• [Task prompt]
Transcribe the stretch of entries below from the line with "#[cfg(test)]" through the line with "assert_eq!(status.total_balance, Decimal::new(650, 1));", exactly and with both ends included; leave out all other lines.

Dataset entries

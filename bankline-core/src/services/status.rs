//! Status service - account and transaction summaries

use std::collections::BTreeMap;
use std::sync::Arc;

use anyhow::Result;
use rust_decimal::Decimal;
use serde::Serialize;

use crate::adapters::duckdb::DuckDbRepository;
use crate::ports::AccountRepository;

/// Status service for account summaries
pub struct StatusService {
    repository: Arc<DuckDbRepository>,
}

impl StatusService {
    pub fn new(repository: Arc<DuckDbRepository>) -> Self {
        Self { repository }
    }

    /// Get overall status summary
    pub fn get_status(&self) -> Result<StatusSummary> {
        let accounts = self.repository.list_accounts()?;
        let transaction_count = self.repository.count_transactions()?;
        let by_type = self.repository.count_accounts_by_type()?;

        let total_balance = accounts
            .iter()
            .try_fold(Decimal::ZERO, |acc, a| acc.checked_add(a.balance))
            .ok_or_else(|| anyhow::anyhow!("total balance overflowed"))?;

        Ok(StatusSummary {
            total_accounts: accounts.len() as i64,
            total_transactions: transaction_count,
            total_balance,
            accounts_by_type: by_type.into_iter().collect(),
            accounts: accounts
                .into_iter()
                .map(|a| AccountSummary {
                    id: a.id.to_string(),
                    holder_name: a.holder_name,
                    account_type: a.account_type,
                    balance: a.balance,
                })
                .collect(),
        })
    }
}

#[derive(Debug, Serialize)]
pub struct StatusSummary {
    pub total_accounts: i64,
    pub total_transactions: i64,
    pub total_balance: Decimal,
    pub accounts_by_type: BTreeMap<String, i64>,
    pub accounts: Vec<AccountSummary>,
}

#[derive(Debug, Serialize)]
pub struct AccountSummary {
    pub id: String,
    pub holder_name: String,
    pub account_type: String,
    pub balance: Decimal,
}

#[cfg(test)]
mod tests {
    use super::*;
    use crate::services::{AccountService, LedgerService};

    #[test]
    fn test_status_counts_and_totals() {
        let repo = Arc::new(DuckDbRepository::in_memory().unwrap());
        repo.ensure_schema().unwrap();
        let accounts = AccountService::new(repo.clone(), LedgerService::default());

        let checking = accounts.create_account("Ana Souza", "checking", Decimal::new(100, 0)).unwrap();
        let savings = accounts.create_account("Bruno Lima", "savings", Decimal::ZERO).unwrap();
        accounts.withdraw(checking.id, Decimal::new(40, 0)).unwrap();
        accounts.deposit(savings.id, Decimal::new(1050, 1)).unwrap();

        let status = StatusService::new(repo).get_status().unwrap();
        assert_eq!(status.total_accounts, 2);
        assert_eq!(status.total_transactions, 2);
        assert_eq!(status.total_balance, Decimal::new(650, 1));
        assert_eq!(status.accounts_by_type.get("checking"), Some(&1));
        assert_eq!(status.accounts_by_type.get("savings"), Some(&1));
    }
}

• [Output for this task]
#[cfg(test)]
mod tests {
    use super::*;
    use crate::services::{AccountService, LedgerService};

    #[test]
    fn test_status_counts_and_totals() {
        let repo = Arc::new(DuckDbRepository::in_memory().unwrap());
        repo.ensure_schema().unwrap();
        let accounts = AccountService::new(repo.clone(), LedgerService::default());

        let checking = accounts.create_account("Ana Souza", "checking", Decimal::new(100, 0)).unwrap();
        let savings = accounts.create_account("Bruno Lima", "savings", Decimal::ZERO).unwrap();
        accounts.withdraw(checking.id, Decimal::new(40, 0)).unwrap();
        accounts.deposit(savings.id, Decimal::new(1050, 1)).unwrap();

        let status = StatusService::new(repo).get_status().unwrap();
        assert_eq!(status.total_accounts, 2);
        assert_eq!(status.total_transactions, 2);
        assert_eq!(status.total_balance, Decimal::new(650, 1));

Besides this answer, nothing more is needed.